Er redet von "Anstand". Gernot Blümel, Wiener Spitzenkandidat der ÖVP und Finanzminister, ist dagegen, dass die Stadt Wien ein paar Dutzend kranke oder sonstig bedürftige Kinder aus dem Flüchtlingslager Moria auf der griechischen Insel Lesbos holt.

Der ganz Satz lautet so: "Gerade in Wien braucht es eine Mitte-rechts-Politik mit Anstand und Hausverstand. Viele Menschen fühlen sich in ihren Grätzeln in Wien nicht mehr zu Hause."

Gernot Blümel, Wiener Spitzenkandidat der ÖVP und Finanzminister.
Foto: APA/ROLAND SCHLAGER

Nun ist ja bekannt, dass die türkise Politik mit freundlichem Lächeln grundsätzlich jene humanitäre Hilfe für ein paar Kinder und Jugendliche ablehnt, zu der sich z.
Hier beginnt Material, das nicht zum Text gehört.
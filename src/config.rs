//! Scene parameters.
//!
//! All tunables of the walkthrough live here as plain data with defaults. Only
//! the asset location and a frame limit can be overridden from the
//! environment; everything else is compiled in.

use std::env;

use winit::keyboard::KeyCode;

/// Everything the scene needs to know before it is mounted.
#[derive(Clone, Debug, Default)]
pub struct SceneConfig {
    pub asset: AssetConfig,
    pub physics: PhysicsConfig,
    pub ground: GroundConfig,
    pub character: CharacterConfig,
    pub camera: CameraConfig,
    pub lighting: LightingConfig,
    pub post: PostProcessingConfig,
    pub keyboard: KeyboardMap,
    pub window: WindowConfig,
}

impl SceneConfig {
    /// Defaults overlaid with `LEVELWALK_ASSET_ROOT`, `LEVELWALK_ASSET` and
    /// `LEVELWALK_MAX_FRAMES`.
    pub fn from_env() -> Self {
        let mut config = Self::default();
        if let Ok(root) = env::var("LEVELWALK_ASSET_ROOT") {
            config.asset.root = root;
        }
        if let Ok(path) = env::var("LEVELWALK_ASSET") {
            config.asset.path = path;
        }
        if let Ok(frames) = env::var("LEVELWALK_MAX_FRAMES") {
            match frames.parse::<u64>() {
                Ok(frames) => config.window.max_frames = Some(frames),
                Err(e) => log::warn!("Ignoring LEVELWALK_MAX_FRAMES={:?}: {}", frames, e),
            }
        }
        config
    }
}

#[derive(Clone, Debug)]
pub struct AssetConfig {
    /// Directory the asset path is resolved against.
    pub root: String,
    pub path: String,
    /// XYZ Euler rotation in degrees applied on top of the asset's own root.
    pub root_alignment_degrees: [f32; 3],
}

impl Default for AssetConfig {
    fn default() -> Self {
        Self {
            root: "assets".to_string(),
            path: "825.glb".to_string(),
            root_alignment_degrees: [0.0, 0.0, 0.0],
        }
    }
}

#[derive(Clone, Debug)]
pub struct PhysicsConfig {
    pub gravity: [f32; 3],
    pub timestep: f32,
}

impl Default for PhysicsConfig {
    fn default() -> Self {
        Self {
            gravity: [0.0, -9.81, 0.0],
            timestep: 1.0 / 60.0,
        }
    }
}

/// The generated ground plane that exists regardless of the asset.
#[derive(Clone, Debug)]
pub struct GroundConfig {
    pub size: f32,
    pub color: [f32; 4],
    pub friction: f32,
}

impl Default for GroundConfig {
    fn default() -> Self {
        Self {
            size: 100.0,
            color: hex_color(0x303030),
            friction: 0.7,
        }
    }
}

/// Initial values handed to the character controller.
#[derive(Clone, Debug)]
pub struct CharacterConfig {
    pub capsule_half_height: f32,
    pub capsule_radius: f32,
    pub spawn: [f32; 3],
    pub float_height: f32,
    pub max_velocity: f32,
    pub turn_velocity_multiplier: f32,
    pub turn_speed: f32,
    pub jump_velocity: f32,
    pub sprint_multiplier: f32,
    pub color: [f32; 4],
    /// The visible capsule is smaller than the collider.
    pub visual_radius: f32,
    pub visual_length: f32,
}

impl Default for CharacterConfig {
    fn default() -> Self {
        Self {
            capsule_half_height: 0.35,
            capsule_radius: 0.3,
            // elevated to avoid spawning inside the floor
            spawn: [4.0, 7.0, 0.0],
            float_height: 0.1,
            max_velocity: 5.0,
            turn_velocity_multiplier: 0.2,
            turn_speed: 10.0,
            jump_velocity: 5.0,
            sprint_multiplier: 2.0,
            color: [0.0, 0.0, 1.0, 1.0],
            visual_radius: 0.1,
            visual_length: 0.2,
        }
    }
}

#[derive(Clone, Debug)]
pub struct CameraConfig {
    pub fov_degrees: f32,
    pub start_position: [f32; 3],
    pub init_distance: f32,
    pub min_distance: f32,
    pub max_distance: f32,
    pub follow_multiplier: f32,
    pub near: f32,
    pub far: f32,
    /// Radians of orbit per pixel of mouse drag.
    pub drag_sensitivity: f32,
}

impl Default for CameraConfig {
    fn default() -> Self {
        Self {
            fov_degrees: 45.0,
            start_position: [8.0, 8.0, 10.0],
            init_distance: 5.0,
            min_distance: 1.0,
            max_distance: 10.0,
            follow_multiplier: 10.0,
            near: 0.1,
            far: 500.0,
            drag_sensitivity: 0.005,
        }
    }
}

#[derive(Clone, Debug)]
pub struct LightingConfig {
    pub hemisphere_sky: [f32; 4],
    pub hemisphere_ground: [f32; 4],
    pub hemisphere_intensity: f32,
    pub ambient_intensity: f32,
    pub sun: DirectionalLightConfig,
}

impl Default for LightingConfig {
    fn default() -> Self {
        Self {
            hemisphere_sky: hex_color(0xffffff),
            hemisphere_ground: hex_color(0xd3d3d3),
            hemisphere_intensity: 0.8,
            ambient_intensity: 0.5,
            sun: DirectionalLightConfig::default(),
        }
    }
}

#[derive(Clone, Debug)]
pub struct DirectionalLightConfig {
    /// Shines from here towards the origin.
    pub position: [f32; 3],
    pub intensity: f32,
    pub color: [f32; 4],
    pub cast_shadow: bool,
    pub shadow_map_size: u32,
    pub shadow_near: f32,
    pub shadow_far: f32,
    /// Half extent of the orthographic shadow frustum.
    pub shadow_extent: f32,
}

impl Default for DirectionalLightConfig {
    fn default() -> Self {
        Self {
            position: [5.0, 10.0, 5.0],
            intensity: 3.0,
            color: hex_color(0xffffff),
            cast_shadow: true,
            shadow_map_size: 2048,
            shadow_near: 0.1,
            shadow_far: 50.0,
            shadow_extent: 12.0,
        }
    }
}

#[derive(Clone, Copy, Debug, PartialEq, Eq)]
pub enum ToneMapping {
    None,
    AcesFilmic,
}

#[derive(Clone, Debug)]
pub struct PostProcessingConfig {
    pub tone_mapping: ToneMapping,
    pub exposure: f32,
    pub bloom: BloomConfig,
    pub brightness: f32,
    pub contrast: f32,
    pub vignette: VignetteConfig,
}

impl Default for PostProcessingConfig {
    fn default() -> Self {
        Self {
            tone_mapping: ToneMapping::AcesFilmic,
            // keeps whites soft-clipped
            exposure: 1.1,
            bloom: BloomConfig::default(),
            brightness: 0.0,
            contrast: 0.08,
            vignette: VignetteConfig::default(),
        }
    }
}

#[derive(Clone, Debug)]
pub struct BloomConfig {
    pub enabled: bool,
    pub mipmap_blur: bool,
    pub intensity: f32,
    /// Only fragments brighter than this bloom.
    pub luminance_threshold: f32,
    pub luminance_smoothing: f32,
}

impl Default for BloomConfig {
    fn default() -> Self {
        Self {
            enabled: true,
            mipmap_blur: true,
            intensity: 0.15,
            luminance_threshold: 1.0,
            luminance_smoothing: 0.25,
        }
    }
}

#[derive(Clone, Debug)]
pub struct VignetteConfig {
    pub enabled: bool,
    pub eskil: bool,
    pub offset: f32,
    pub darkness: f32,
}

impl Default for VignetteConfig {
    fn default() -> Self {
        Self {
            enabled: true,
            eskil: false,
            offset: 0.3,
            darkness: 0.2,
        }
    }
}

/// Logical actions consumed by the character controller.
#[derive(Clone, Copy, Debug, PartialEq, Eq, Hash)]
pub enum Action {
    Forward,
    Backward,
    Leftward,
    Rightward,
    Jump,
    Run,
    Action1,
    Action2,
    Action3,
    Action4,
}

impl Action {
    pub const ALL: [Action; 10] = [
        Action::Forward,
        Action::Backward,
        Action::Leftward,
        Action::Rightward,
        Action::Jump,
        Action::Run,
        Action::Action1,
        Action::Action2,
        Action::Action3,
        Action::Action4,
    ];

    pub fn name(self) -> &'static str {
        match self {
            Action::Forward => "forward",
            Action::Backward => "backward",
            Action::Leftward => "leftward",
            Action::Rightward => "rightward",
            Action::Jump => "jump",
            Action::Run => "run",
            Action::Action1 => "action1",
            Action::Action2 => "action2",
            Action::Action3 => "action3",
            Action::Action4 => "action4",
        }
    }
}

/// Physical keys per action, plus the raw debug toggle.
#[derive(Clone, Debug)]
pub struct KeyboardMap {
    pub bindings: Vec<(Action, Vec<KeyCode>)>,
    pub debug_toggle: KeyCode,
}

impl KeyboardMap {
    pub fn action_for(&self, key: KeyCode) -> Option<Action> {
        self.bindings
            .iter()
            .find(|(_, keys)| keys.contains(&key))
            .map(|(action, _)| *action)
    }

    pub fn keys_for(&self, action: Action) -> &[KeyCode] {
        self.bindings
            .iter()
            .find(|(a, _)| *a == action)
            .map(|(_, keys)| keys.as_slice())
            .unwrap_or(&[])
    }
}

impl Default for KeyboardMap {
    fn default() -> Self {
        Self {
            bindings: vec![
                (Action::Forward, vec![KeyCode::ArrowUp, KeyCode::KeyW]),
                (Action::Backward, vec![KeyCode::ArrowDown, KeyCode::KeyS]),
                (Action::Leftward, vec![KeyCode::ArrowLeft, KeyCode::KeyA]),
                (Action::Rightward, vec![KeyCode::ArrowRight, KeyCode::KeyD]),
                (Action::Jump, vec![KeyCode::Space]),
                (Action::Run, vec![KeyCode::ShiftLeft, KeyCode::ShiftRight]),
                (Action::Action1, vec![KeyCode::Digit1]),
                (Action::Action2, vec![KeyCode::Digit2]),
                (Action::Action3, vec![KeyCode::Digit3]),
                (Action::Action4, vec![KeyCode::KeyF]),
            ],
            debug_toggle: KeyCode::KeyP,
        }
    }
}

#[derive(Clone, Debug)]
pub struct WindowConfig {
    pub title: String,
    pub clear_color: [f64; 4],
    /// Exit after this many frames; used for smoke runs.
    pub max_frames: Option<u64>,
}

impl Default for WindowConfig {
    fn default() -> Self {
        Self {
            title: "levelwalk | WASD to move, SPACE to jump, SHIFT to run, P to toggle physics debug"
                .to_string(),
            clear_color: [0.0, 0.0, 0.0, 1.0],
            max_frames: None,
        }
    }
}

/// `0xRRGGBB` to linear RGBA.
pub fn hex_color(rgb: u32) -> [f32; 4] {
    let channel = |shift: u32| srgb_to_linear(((rgb >> shift) & 0xff) as f32 / 255.0);
    [channel(16), channel(8), channel(0), 1.0]
}

fn srgb_to_linear(c: f32) -> f32 {
    if c <= 0.04045 {
        c / 12.92
    } else {
        ((c + 0.055) / 1.055).powf(2.4)
    }
}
B. die CDU/CSU in Deutschland bereiterklärt hat. Dass die Kinder in diesem Lager dahinvegetieren, spielt dabei keine Rolle. Aber dabei von "Anstand" zu reden ist schon atemberaubend mutig.

Auch "Hausverstand" ist da nur dann der richtige Ausdruck, wenn man sich "kleinhäuslerisch" dazudenkt. Aber Blümel denkt auch an die Menschen, die sich in ihren Grätzeln nicht mehr wohlfühlen, wenn eine Flut von vielleicht 50 Kindern über sie hereinbricht. Das Schlüsselwort in dieser Wahlkampfaussage ist aber die "Mitte-rechts-Politik", die Wien angeblich braucht. Mitte-Rechts war ein türkiser Code für die Koalition mit der FPÖ.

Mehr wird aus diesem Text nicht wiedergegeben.